Exercise: Could you reproduce the lines below from the one with "pub fn parse(text: &str)" through the one with "Ok(Self::new(provider, region))"? Keep both ends and add nothing.

###

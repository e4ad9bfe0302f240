//! Solver error types.

use std::time::Duration;

use thiserror::Error;

use geoflow_store::StoreError;

/// Errors that abort a solve.
///
/// Recoverable data gaps never surface here; they are patched with
/// fallbacks and recorded in the response diagnostics.
#[derive(Debug, Error)]
pub enum SolverError {
    #[error("configuration error: {0}")]
    Config(String),

    #[error("metrics store unavailable: {0}")]
    StoreUnavailable(#[source] StoreError),

    #[error("schema mismatch in {table} row {key:?}: {reason}")]
    SchemaMismatch {
        table: String,
        key: String,
        reason: String,
    },

    #[error("search space of {size} candidates exceeds the cap of {cap}; retry with the heuristic strategy")]
    SearchSpaceTooLarge { size: u128, cap: u64 },

    #[error("deadline exceeded after {elapsed:?} while {stage}")]
    Timeout { stage: String, elapsed: Duration },
}

pub type SolverResult<T> = Result<T, SolverError>;

impl SolverError {
    pub(crate) fn config(msg: impl Into<String>) -> Self {
        SolverError::Config(msg.into())
    }

    /// Process exit code for the CLI wrapper.
    pub fn exit_code(&self) -> i32 {
        match self {
            SolverError::Config(_) | SolverError::SchemaMismatch { .. } => 2,
            SolverError::StoreUnavailable(_) => 3,
            SolverError::Timeout { .. } => 4,
            SolverError::SearchSpaceTooLarge { .. } => 5,
        }
    }
}
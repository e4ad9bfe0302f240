//! Response formatting: region indices back to names.

use std::collections::BTreeMap;

use geoflow_core::{Diagnostics, RankedPlacement, RegionLabel, SolveResponse};

use crate::indexer::RegionIndexer;
use crate::ranker::Ranked;
use crate::workflow::WorkflowModel;

/// Search totals reported alongside the ranking.
#[derive(Debug, Clone, Copy, Default)]
pub struct SearchSummary {
    pub evaluated: u64,
    pub survivors: u64,
    pub partial: bool,
}

/// `{ instance: { provider, region } }` for one ranked candidate.
pub fn placement(ranked: &Ranked, model: &WorkflowModel, indexer: &RegionIndexer) -> RankedPlacement {
    let assignment: BTreeMap<String, RegionLabel> = ranked
        .candidate
        .assignment
        .iter()
        .enumerate()
        .map(|(i, r)| (model.instance(i).name.clone(), RegionLabel::from(indexer.region(*r))))
        .collect();
    RankedPlacement {
        assignment,
        metrics: ranked.candidate.metrics.expected,
        tail_metrics: ranked.candidate.metrics.tail,
        score: ranked.score,
        soft_violations: ranked.soft_violations,
    }
}

pub fn response(
    ranked: &[Ranked],
    model: &WorkflowModel,
    indexer: &RegionIndexer,
    summary: SearchSummary,
    diagnostics: Diagnostics,
) -> SolveResponse {
    SolveResponse {
        ranked: ranked.iter().map(|r| placement(r, model, indexer)).collect(),
        partial: summary.partial,
        evaluated: summary.evaluated,
        survivors: summary.survivors,
        diagnostics,
    }
}
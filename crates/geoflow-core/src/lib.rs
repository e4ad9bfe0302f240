pub mod config;
pub mod region;
pub mod types;

pub use config::GeoflowConfig;
pub use region::{RegionId, RegionParseError};
pub use types::*;
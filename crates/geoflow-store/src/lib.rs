//! geoflow-store: embedded metrics store for geoflow.
//!
//! Backed by [redb](https://docs.rs/redb), holds the telemetry the solver
//! consumes: datacenter profiles, grid carbon, network latency,
//! transmission carbon, workflow configuration and workflow statistics.
//!
//! # Architecture
//!
//! Rows are JSON documents in redb's `&[u8]` value columns, addressed by
//! table name and primary key. Time-bucketed keys end in a zero-padded
//! timestamp so prefix scans return rows oldest first.
//!
//! `MetricsStore` is `Clone` + `Send` + `Sync` (backed by `Arc<Database>`).
//! Readers depend on the [`MetricsSource`] trait rather than the store.

pub mod error;
pub mod store;
pub mod tables;
pub mod types;

pub use error::{StoreError, StoreResult};
pub use store::{MetricsSource, MetricsStore, row_key};
pub use tables::Table;
pub use types::*;
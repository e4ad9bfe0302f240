//! Dense indexing of regions.
//!
//! Search and evaluation work on `usize` region indices so assignments are
//! plain vectors and per-region tables are flat arrays.

use std::collections::HashMap;

use geoflow_core::RegionId;

/// Bijection between cataloged regions and `0..len`, in region order.
#[derive(Debug, Clone, Default)]
pub struct RegionIndexer {
    regions: Vec<RegionId>,
    positions: HashMap<RegionId, usize>,
}

impl RegionIndexer {
    /// Index the given regions. Duplicates collapse; order is sorted.
    pub fn new(regions: impl IntoIterator<Item = RegionId>) -> Self {
        let mut regions: Vec<RegionId> = regions.into_iter().collect();
        regions.sort();
        regions.dedup();
        let positions = regions
            .iter()
            .enumerate()
            .map(|(i, id)| (id.clone(), i))
            .collect();
        Self { regions, positions }
    }

    pub fn index(&self, id: &RegionId) -> Option<usize> {
        self.positions.get(id).copied()
    }

    /// The region at `index`. Panics when out of range.
    pub fn region(&self, index: usize) -> &RegionId {
        &self.regions[index]
    }

    pub fn len(&self) -> usize {
        self.regions.len()
    }

    pub fn is_empty(&self) -> bool {
        self.regions.is_empty()
    }

    pub fn iter(&self) -> impl Iterator<Item = (usize, &RegionId)> {
        self.regions.iter().enumerate()
    }
}

#[cfg(test)]
mod tests {
    use super::*;

    #[test]
    fn indices_follow_region_order() {
        let indexer = RegionIndexer::new([
            RegionId::new("gcp", "europe-west1"),
            RegionId::new("aws", "us-east-1"),
            RegionId::new("aws", "eu-north-1"),
            RegionId::new("aws", "us-east-1"),
        ]);
        assert_eq!(indexer.len(), 3);
        assert_eq!(indexer.region(0).to_string(), "aws:eu-north-1");
        assert_eq!(indexer.index(&RegionId::new("gcp", "europe-west1")), Some(2));
        assert_eq!(indexer.index(&RegionId::new("azure", "westeurope")), None);
    }

    #[test]
    fn round_trips_every_index() {
        let indexer = RegionIndexer::new((0..5).map(|i| RegionId::new("aws", format!("r{i}"))));
        for (i, id) in indexer.iter() {
            assert_eq!(indexer.index(id), Some(i));
        }
    }
}
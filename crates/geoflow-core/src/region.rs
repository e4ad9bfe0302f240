//! Region identifiers: `provider:region_code`.

use std::fmt;
use std::str::FromStr;

use serde::{Deserialize, Serialize};
use thiserror::Error;

/// A cloud region, identified by provider and region code.
///
/// Ordering is lexicographic by provider, then region code. The region
/// indexer relies on this to assign dense indices deterministically.
#[derive(Debug, Clone, PartialEq, Eq, PartialOrd, Ord, Hash, Serialize, Deserialize)]
#[serde(try_from = "String", into = "String")]
pub struct RegionId {
    pub provider: String,
    pub region: String,
}

#[derive(Debug, Error, PartialEq)]
pub enum RegionParseError {
    #[error("region must be written as provider:region, got {0:?}")]
    MissingSeparator(String),
    #[error("empty provider or region in {0:?}")]
    Empty(String),
}

impl RegionId {
    pub fn new(provider: impl Into<String>, region: impl Into<String>) -> Self {
        Self {
            provider: provider.into(),
            region: region.into(),
        }
    }

    /// Parse `provider:region`. Region codes may not contain `:`.
    pub fn parse(text: &str) -> Result<Self, RegionParseError> {
        let (provider, region) = text
            .split_once(':')
            .ok_or_else(|| RegionParseError::MissingSeparator(text.to_string()))?;
        let (provider, region) = (provider.trim(), region.trim());
        if provider.is_empty() || region.is_empty() || region.contains(':') {
            return Err(RegionParseError::Empty(text.to_string()));
        }
        Ok(Self::new(provider, region))
    }

    pub fn same_provider(&self, other: &RegionId) -> bool {
        self.provider == other.provider
    }
}

impl fmt::Display for RegionId {
    fn fmt(&self, f: &mut fmt::Formatter<'_>) -> fmt::Result {
        write!(f, "{}:{}", self.provider, self.region)
    }
}

impl FromStr for RegionId {
    type Err = RegionParseError;

    fn from_str(s: &str) -> Result<Self, Self::Err> {
        Self::parse(s)
    }
}

impl TryFrom<String> for RegionId {
    type Error = RegionParseError;

    fn try_from(value: String) -> Result<Self, Self::Error> {
        Self::parse(&value)
    }
}

impl From<RegionId> for String {
    fn from(value: RegionId) -> Self {
        value.to_string()
    }
}

#[cfg(test)]
mod tests {
    use super::*;

    #[test]
    fn test_parse_region() {
        let id = RegionId::parse("aws:us-east-1").unwrap();
        assert_eq!(id.provider, "aws");
        assert_eq!(id.region, "us-east-1");
        assert_eq!(id.to_string(), "aws:us-east-1");
    }

    #[test]
    fn test_parse_rejects_missing_separator() {
        assert!(matches!(
            RegionId::parse("us-east-1"),
            Err(RegionParseError::MissingSeparator(_))
        ));
        assert!(matches!(RegionId::parse("aws:"), Err(RegionParseError::Empty(_))));
        assert!(matches!(RegionId::parse("aws:a:b"), Err(RegionParseError::Empty(_))));
    }

    #[test]
    fn test_ordering_is_provider_then_region() {
        let mut ids = vec![
            RegionId::new("gcp", "europe-west1"),
            RegionId::new("aws", "us-west-2"),
            RegionId::new("aws", "ca-central-1"),
        ];
        ids.sort();
        let names: Vec<String> = ids.iter().map(|r| r.to_string()).collect();
        assert_eq!(names, ["aws:ca-central-1", "aws:us-west-2", "gcp:europe-west1"]);
    }

    #[test]
    fn test_serde_as_string() {
        let id = RegionId::new("aws", "eu-north-1");
        let json = serde_json::to_string(&id).unwrap();
        assert_eq!(json, "\"aws:eu-north-1\"");
        let back: RegionId = serde_json::from_str(&json).unwrap();
        assert_eq!(back, id);
    }
}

###

Output of the exercise:
    pub fn parse(text: &str) -> Result<Self, RegionParseError> {
        let (provider, region) = text
            .split_once(':')
            .ok_or_else(|| RegionParseError::MissingSeparator(text.to_string()))?;
        let (provider, region) = (provider.trim(), region.trim());
        if provider.is_empty() || region.is_empty() || region.contains(':') {
            return Err(RegionParseError::Empty(text.to_string()));
        }
        Ok(Self::new(provider, region))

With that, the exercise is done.